After all, toys that have been made in other countries and then imported into the United States, or antique toys or collectibles passed down through generations, often contain lead that puts children at risk for such exposure. To reduce these risks, the U.S. Consumer Product Safety Commission (CPSC) issues recalls of toys that could potentially expose children to lead.
But there are steps you can take to protect your children, as well. First, raise your awareness levels; lead may be used in two aspects of toy manufacturing.
- Paint: Lead may be in the paint on toys. It was banned in house paint, on products marketed to children, and in dishes and cookware in the United States in 1978. However, lead is still widely used in other countries and therefore can be found on imported toys.
- Plastic: While regulated, the use of lead in plastics has not been banned in the United States. It softens and stabilizes the plastic; however, when the plastic is exposed to substances such as sunlight, air, and detergents, the plastic breaks down and may form a lead dust.

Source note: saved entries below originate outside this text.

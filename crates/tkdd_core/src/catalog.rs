//! Memoized access to the two fixed 2023 sources
//!
//! Every view starts from one of two files under the data directory, and
//! several views share a file. The catalog reads each file at most once,
//! including under concurrent first requests, and hands out shared
//! references to the cached table. A failed load is memoized the same
//! way: later requests get a clone of the original error rather than a
//! retry.

use std::path::{Path, PathBuf};
use std::sync::OnceLock;

use serde::{Deserialize, Serialize};

use crate::dataset::Dataset;
use crate::error::LoadError;

/// The two fixed sources of the 2023 analysis
#[derive(Debug, Clone, Copy, PartialEq, Eq, Hash, Serialize, Deserialize)]
pub enum SourceId {
    /// Ceiling and disbursement per province
    Transfers,
    /// Transfers joined with socioeconomic indicators
    Socioeconomic,
}

impl SourceId {
    pub const ALL: [SourceId; 2] = [SourceId::Transfers, SourceId::Socioeconomic];

    /// File name under the data directory
    #[must_use]
    pub fn file_name(self) -> &'static str {
        match self {
            SourceId::Transfers => "transfers_2023.csv",
            SourceId::Socioeconomic => "socioeconomic_2023.csv",
        }
    }
}

/// Lazy, load-once handle over the data directory.
///
/// Construct one per run and pass it by shared reference into every view
/// handler; the handlers never read files themselves.
#[derive(Debug)]
pub struct DataCatalog {
    data_dir: PathBuf,
    slots: [OnceLock<Result<Dataset, LoadError>>; 2],
}

impl DataCatalog {
    pub fn new(data_dir: impl Into<PathBuf>) -> Self {
        Self {
            data_dir: data_dir.into(),
            slots: [OnceLock::new(), OnceLock::new()],
        }
    }

    /// Directory the source files are read from
    #[must_use]
    pub fn data_dir(&self) -> &Path {
        &self.data_dir
    }

    /// Full path of one source file
    #[must_use]
    pub fn path_for(&self, id: SourceId) -> PathBuf {
        self.data_dir.join(id.file_name())
    }

    /// The table for `id`, loading it on first request. The `OnceLock`
    /// guarantees the file is read at most once even when two threads
    /// ask at the same time; whichever outcome wins is the one everyone
    /// sees from then on.
    pub fn dataset(&self, id: SourceId) -> Result<&Dataset, LoadError> {
        self.slots[id as usize]
            .get_or_init(|| Dataset::from_path(&self.path_for(id)))
            .as_ref()
            .map_err(Clone::clone)
    }
}
use std::fmt;

/// Errors related to column lookups on a loaded table
#[derive(Debug, Clone, PartialEq, Eq)]
pub enum ColumnError {
    NotFound(String),
    NotNumeric(String),
    NotText(String),
}

impl fmt::Display for ColumnError {
    fn fmt(&self, f: &mut fmt::Formatter<'_>) -> fmt::Result {
        match self {
            ColumnError::NotFound(name) => write!(f, "column {name:?} not found"),
            ColumnError::NotNumeric(name) => {
                write!(f, "column {name:?} holds text, expected numbers")
            }
            ColumnError::NotText(name) => {
                write!(f, "column {name:?} holds numbers, expected categories")
            }
        }
    }
}

impl std::error::Error for ColumnError {}

/// Errors raised while reading a source file into a table
///
/// Cloneable so the catalog can memoize a failed load and hand the same
/// outcome to every later request.
#[derive(Debug, Clone, PartialEq, Eq)]
pub enum LoadError {
    /// The source could not be opened or read
    Io { source: String, reason: String },
    /// The source was read but is not a well-formed table.
    /// `record` is the 1-based line in the file when known (the header
    /// row is line 1).
    Malformed {
        source: String,
        record: Option<u64>,
        reason: String,
    },
}

impl fmt::Display for LoadError {
    fn fmt(&self, f: &mut fmt::Formatter<'_>) -> fmt::Result {
        match self {
            LoadError::Io { source, reason } => {
                write!(f, "failed to read {source}: {reason}")
            }
            LoadError::Malformed {
                source,
                record: Some(record),
                reason,
            } => {
                write!(f, "malformed data in {source} (line {record}): {reason}")
            }
            LoadError::Malformed {
                source,
                record: None,
                reason,
            } => {
                write!(f, "malformed data in {source}: {reason}")
            }
        }
    }
}

impl std::error::Error for LoadError {}

/// Errors from the statistical operations
#[derive(Debug, Clone, PartialEq, Eq)]
pub enum StatsError {
    /// Too few usable observations for the requested statistic
    InsufficientData { needed: usize, got: usize },
    /// The regression design matrix is not full rank
    SingularMatrix,
    Column(ColumnError),
}

impl fmt::Display for StatsError {
    fn fmt(&self, f: &mut fmt::Formatter<'_>) -> fmt::Result {
        match self {
            StatsError::InsufficientData { needed, got } => {
                write!(f, "not enough observations: needed {needed}, got {got}")
            }
            StatsError::SingularMatrix => {
                write!(f, "design matrix is singular (linearly dependent predictors)")
            }
            StatsError::Column(e) => write!(f, "{e}"),
        }
    }
}

impl std::error::Error for StatsError {
    fn source(&self) -> Option<&(dyn std::error::Error + 'static)> {
        match self {
            StatsError::Column(e) => Some(e),
            _ => None,
        }
    }
}

impl From<ColumnError> for StatsError {
    fn from(e: ColumnError) -> Self {
        StatsError::Column(e)
    }
}

/// Umbrella error surfaced by the topic view handlers
#[derive(Debug, Clone, PartialEq, Eq)]
pub enum ViewError {
    Load(LoadError),
    Stats(StatsError),
    Column(ColumnError),
}

impl fmt::Display for ViewError {
    fn fmt(&self, f: &mut fmt::Formatter<'_>) -> fmt::Result {
        match self {
            ViewError::Load(e) => write!(f, "{e}"),
            ViewError::Stats(e) => write!(f, "{e}"),
            ViewError::Column(e) => write!(f, "{e}"),
        }
    }
}

impl std::error::Error for ViewError {
    fn source(&self) -> Option<&(dyn std::error::Error + 'static)> {
        match self {
            ViewError::Load(e) => Some(e),
            ViewError::Stats(e) => Some(e),
            ViewError::Column(e) => Some(e),
        }
    }
}

impl From<LoadError> for ViewError {
    fn from(e: LoadError) -> Self {
        ViewError::Load(e)
    }
}

impl From<StatsError> for ViewError {
    fn from(e: StatsError) -> Self {
        ViewError::Stats(e)
    }
}

impl From<ColumnError> for ViewError {
    fn from(e: ColumnError) -> Self {
        ViewError::Column(e)
    }
}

If you have something at home that seems suspect, get it tested. Only a certified laboratory can accurately test a toy for lead. Although do-it-yourself kits are available, they do not indicate how much lead is present, and their reliability at detecting low levels of lead has not been determined.
If you suspect that your child has been exposed to a toy containing lead, remove the toy immediately. The only way to tell if your child has been exposed to lead is to have the child’s blood tested. Your health care provider can advise whether such a test is needed and also can recommend treatment if your child has been exposed to lead.

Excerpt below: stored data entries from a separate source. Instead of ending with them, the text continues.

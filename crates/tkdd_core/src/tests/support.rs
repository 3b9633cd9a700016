//! Shared fixtures for the pipeline tests

use std::fmt::Write as _;
use std::fs;

use tempfile::TempDir;

use crate::dataset::Dataset;

/// Three provinces with ceilings [100, 200, 50] and disbursements
/// [100, 220, 45]; realization comes out [100%, 110%, 90%].
pub const TRANSFERS_CSV: &str = "\
province,tkdd_ceiling,tkdd_disbursed
Alpha,100,100
Bravo,200,220
Charlie,50,45
";

/// Parse a CSV literal into a table
pub fn table_from_csv(text: &str) -> Dataset {
    Dataset::from_reader("fixture", text.as_bytes()).expect("fixture parses")
}

pub fn transfers_fixture() -> Dataset {
    table_from_csv(TRANSFERS_CSV)
}

// One wiggle pattern per indicator. Each column below mixes a linear
// trend with its own pattern so no two predictors are collinear and the
// regression design stays full rank.
const W_HDI: [f64; 16] = [
    3.0, -1.0, 4.0, -1.0, 5.0, -9.0, 2.0, -6.0, 5.0, -3.0, 5.0, -8.0, 9.0, 7.0, -9.0, 3.0,
];
const W_CEILING: [f64; 16] = [
    2.0, 7.0, -1.0, 8.0, 2.0, -8.0, 1.0, 8.0, -2.0, 8.0, 4.0, -5.0, 9.0, 0.0, -4.0, 5.0,
];
const W_POPULATION: [f64; 16] = [
    1.0, -4.0, 1.0, 4.0, 2.0, -1.0, 3.0, 5.0, -6.0, 2.0, 3.0, -7.0, 3.0, 0.0, -9.0, 5.0,
];
const W_APBN: [f64; 16] = [
    1.0, 7.0, -3.0, 2.0, 0.0, 5.0, 0.0, 8.0, 0.0, -7.0, 5.0, 6.0, 8.0, -8.0, 7.0, 2.0,
];
const W_POOR: [f64; 16] = [
    2.0, -2.0, 3.0, 6.0, 0.0, -6.0, 7.0, 7.0, -4.0, 6.0, 8.0, -4.0, 7.0, 1.0, -6.0, 6.0,
];
const W_GRDP: [f64; 16] = [
    6.0, -9.0, 3.0, 1.0, 4.0, -7.0, 1.0, 8.0, 0.0, -5.0, 5.0, 9.0, -9.0, 9.0, 4.0, -5.0,
];
const W_GRDP_PC: [f64; 16] = [
    4.0, -6.0, 6.0, 9.0, 2.0, 0.0, 9.0, 4.0, -4.0, 5.0, 7.0, -2.0, 0.0, 9.0, 6.0, -9.0,
];
const W_GROWTH: [f64; 16] = [
    5.0, -5.0, 1.0, 1.0, 6.0, -5.0, 1.0, 9.0, 0.0, -4.0, 6.0, 9.0, -3.0, 9.0, 9.0, -5.0,
];

/// Deterministic 16-province table carrying every socioeconomic column,
/// with categories consistent with the numeric values (HDI bands from
/// the HDI score, realization bands from the disbursement factor).
pub fn socioeconomic_csv() -> String {
    let mut csv = String::from(
        "province,tkdd_ceiling,tkdd_disbursed,population,apbn_per_capita,poor_pct,\
         grdp_current,grdp_per_capita,grdp_growth,hdi,hdi_category,realization_category\n",
    );
    for i in 0..16 {
        let t = i as f64;
        let hdi = 61.0 + 1.25 * t + 0.45 * W_HDI[i];
        let ceiling = 6_000.0 + 900.0 * t + 600.0 * W_CEILING[i];
        let factor = if i % 2 == 0 { 0.96 } else { 1.04 };
        let disbursed = ceiling * factor;
        let population = 2_000_000.0 + 210_000.0 * t + 140_000.0 * W_POPULATION[i];
        let apbn_per_capita = 3_200.0 + 55.0 * t + 90.0 * W_APBN[i];
        let poor_pct = 18.0 - 0.55 * t + 0.5 * W_POOR[i];
        let grdp_current = 90_000.0 + 9_000.0 * t + 7_000.0 * W_GRDP[i];
        let grdp_per_capita = 28_000.0 + 1_500.0 * t + 1_300.0 * W_GRDP_PC[i];
        let grdp_growth = 4.8 + 0.1 * t + 0.55 * W_GROWTH[i];
        let hdi_category = if hdi >= 80.0 {
            "Very High"
        } else if hdi >= 70.0 {
            "High"
        } else {
            "Medium"
        };
        let realization_category = if factor > 1.0 { ">100%" } else { "90-100%" };
        writeln!(
            csv,
            "Province {:02},{ceiling:.2},{disbursed:.2},{population:.0},{apbn_per_capita:.2},\
             {poor_pct:.2},{grdp_current:.2},{grdp_per_capita:.2},{grdp_growth:.2},{hdi:.2},\
             {hdi_category},{realization_category}",
            i + 1,
        )
        .expect("write to string");
    }
    csv
}

pub fn socioeconomic_fixture() -> Dataset {
    table_from_csv(&socioeconomic_csv())
}

/// Materialize both source files in a temp directory laid out the way
/// the catalog expects
pub fn fixture_data_dir() -> TempDir {
    let dir = tempfile::tempdir().expect("create temp dir");
    fs::write(dir.path().join("transfers_2023.csv"), TRANSFERS_CSV).expect("write transfers");
    fs::write(dir.path().join("socioeconomic_2023.csv"), socioeconomic_csv())
        .expect("write socioeconomic");
    dir
}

If jewelry containing lead is swallowed or put in a child’s mouth, the child can be poisoned.
If your child has put potentially lead-filled jewelry in his or her mouth, see your health care provider. Blood tests will determine whether your child has been exposed to lead and recommend treatment if necessary. Most children with elevated blood-lead levels do not have any symptoms.
However, there is no safe level of lead in blood. As blood-lead levels increase, a larger effect on children’s learning and behavior will occur. A blood-lead test is the only way to know if your child has an elevated lead level.

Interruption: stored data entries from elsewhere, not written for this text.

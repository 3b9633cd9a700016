use tracing_subscriber::{EnvFilter, fmt, layer::SubscriberExt, util::SubscriberInitExt};

/// Initialize logging to stderr, keeping stdout clean for reports.
///
/// The level can be set via the `level` parameter or overridden entirely
/// with the `RUST_LOG` environment variable. Core library internals stay
/// at warn unless `RUST_LOG` says otherwise.
pub fn init(level: &str) {
    let default_filter = format!("tkdd={level},tkdd_core=warn");
    let env_filter =
        EnvFilter::try_from_default_env().unwrap_or_else(|_| EnvFilter::new(&default_filter));

    tracing_subscriber::registry()
        .with(env_filter)
        .with(
            fmt::layer()
                .with_writer(std::io::stderr)
                .with_target(true)
                .with_ansi(false),
        )
        .init();
}
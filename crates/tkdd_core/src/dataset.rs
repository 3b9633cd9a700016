//! Column-oriented table model and CSV ingestion
//!
//! A `Dataset` is an immutable snapshot of one delimited source: named
//! columns of equal length, each either fully numeric or text. Column type
//! is inferred at load time: a column is numeric when every one of its
//! cells parses as `f64`, otherwise it stays text. Derived columns can be
//! appended later but existing cells are never rewritten.

use std::fs::File;
use std::io::Read;
use std::path::Path;

use rustc_hash::FxHashMap;

use crate::error::{ColumnError, LoadError};

/// Cell storage for a single column
#[derive(Debug, Clone, PartialEq)]
pub enum ColumnData {
    Numeric(Vec<f64>),
    Text(Vec<String>),
}

/// One loaded table: equal-length named columns plus the source they
/// came from (kept for error messages)
#[derive(Debug, Clone)]
pub struct Dataset {
    source: String,
    names: Vec<String>,
    index: FxHashMap<String, usize>,
    columns: Vec<ColumnData>,
    rows: usize,
}

impl Dataset {
    /// Read a comma-separated file with a header row.
    pub fn from_path(path: &Path) -> Result<Self, LoadError> {
        let source = path.display().to_string();
        let file = File::open(path).map_err(|e| LoadError::Io {
            source: source.clone(),
            reason: e.to_string(),
        })?;
        Self::from_reader(&source, file)
    }

    /// Parse CSV text from any reader. `source` is only used to label
    /// errors, so tests can pass a fixture name.
    pub fn from_reader<R: Read>(source: &str, reader: R) -> Result<Self, LoadError> {
        let malformed = |record: Option<u64>, reason: String| LoadError::Malformed {
            source: source.to_string(),
            record,
            reason,
        };

        let mut csv_reader = csv::ReaderBuilder::new()
            .trim(csv::Trim::All)
            .from_reader(reader);

        let headers = csv_reader
            .headers()
            .map_err(|e| malformed(Some(1), e.to_string()))?
            .clone();
        if headers.is_empty() {
            return Err(malformed(Some(1), "no header row".to_string()));
        }

        let mut names = Vec::with_capacity(headers.len());
        let mut index = FxHashMap::default();
        for (i, name) in headers.iter().enumerate() {
            if name.is_empty() {
                return Err(malformed(Some(1), format!("header {} is empty", i + 1)));
            }
            if index.insert(name.to_string(), i).is_some() {
                return Err(malformed(Some(1), format!("duplicate header {name:?}")));
            }
            names.push(name.to_string());
        }

        // The reader runs strict, so ragged rows surface here as errors
        // carrying the offending line.
        let mut records = Vec::new();
        for result in csv_reader.records() {
            let record = result.map_err(|e| {
                let line = e.position().map(|p| p.line());
                malformed(line, e.to_string())
            })?;
            records.push(record);
        }

        // Infer each column's type: numeric only when every cell parses.
        let mut columns = Vec::with_capacity(names.len());
        for col in 0..names.len() {
            let parsed: Option<Vec<f64>> = records
                .iter()
                .map(|record| record[col].parse::<f64>().ok())
                .collect();
            columns.push(match parsed {
                Some(values) => ColumnData::Numeric(values),
                None => ColumnData::Text(
                    records.iter().map(|record| record[col].to_string()).collect(),
                ),
            });
        }

        Ok(Self {
            source: source.to_string(),
            names,
            index,
            columns,
            rows: records.len(),
        })
    }

    /// Label of the source this table was read from
    #[must_use]
    pub fn source(&self) -> &str {
        &self.source
    }

    /// Number of data rows (the header does not count)
    #[must_use]
    pub fn rows(&self) -> usize {
        self.rows
    }

    #[must_use]
    pub fn is_empty(&self) -> bool {
        self.rows == 0
    }

    /// Column names in source order, derived columns last
    #[must_use]
    pub fn column_names(&self) -> &[String] {
        &self.names
    }

    #[must_use]
    pub fn has_column(&self, name: &str) -> bool {
        self.index.contains_key(name)
    }

    #[must_use]
    pub fn column(&self, name: &str) -> Option<&ColumnData> {
        self.index.get(name).map(|&i| &self.columns[i])
    }

    /// Borrow a numeric column by name
    pub fn numeric(&self, name: &str) -> Result<&[f64], ColumnError> {
        match self.column(name) {
            Some(ColumnData::Numeric(values)) => Ok(values),
            Some(ColumnData::Text(_)) => Err(ColumnError::NotNumeric(name.to_string())),
            None => Err(ColumnError::NotFound(name.to_string())),
        }
    }

    /// Borrow a text column by name
    pub fn text(&self, name: &str) -> Result<&[String], ColumnError> {
        match self.column(name) {
            Some(ColumnData::Text(values)) => Ok(values),
            Some(ColumnData::Numeric(_)) => Err(ColumnError::NotText(name.to_string())),
            None => Err(ColumnError::NotFound(name.to_string())),
        }
    }

    /// Append a numeric column. Returns false (leaving the table
    /// untouched) when a column with this name already exists, which is
    /// what makes re-running a derivation a no-op.
    ///
    /// # Panics
    ///
    /// Panics when `values.len()` differs from the table's row count;
    /// derivations always compute from columns of this same table.
    pub fn insert_numeric(&mut self, name: &str, values: Vec<f64>) -> bool {
        assert_eq!(
            values.len(),
            self.rows,
            "derived column {name:?} has wrong length"
        );
        if self.has_column(name) {
            return false;
        }
        self.index.insert(name.to_string(), self.columns.len());
        self.names.push(name.to_string());
        self.columns.push(ColumnData::Numeric(values));
        true
    }
}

Just wearing toy jewelry that contains lead will not cause your child to have a high level of lead in their blood. However, small children often put things in their mouth.
If you are in Huntsville and are worried your child may be at risk, you can call the Alabama Poison Center toll-free at 1-800-222-1222. Local resources are also available on the University of Alabama’s Environmental & Industrial Programs Web site. Learn more about lead poisoning and safety tips from the Centers for Disease Control & Prevention (CDC) by clicking here.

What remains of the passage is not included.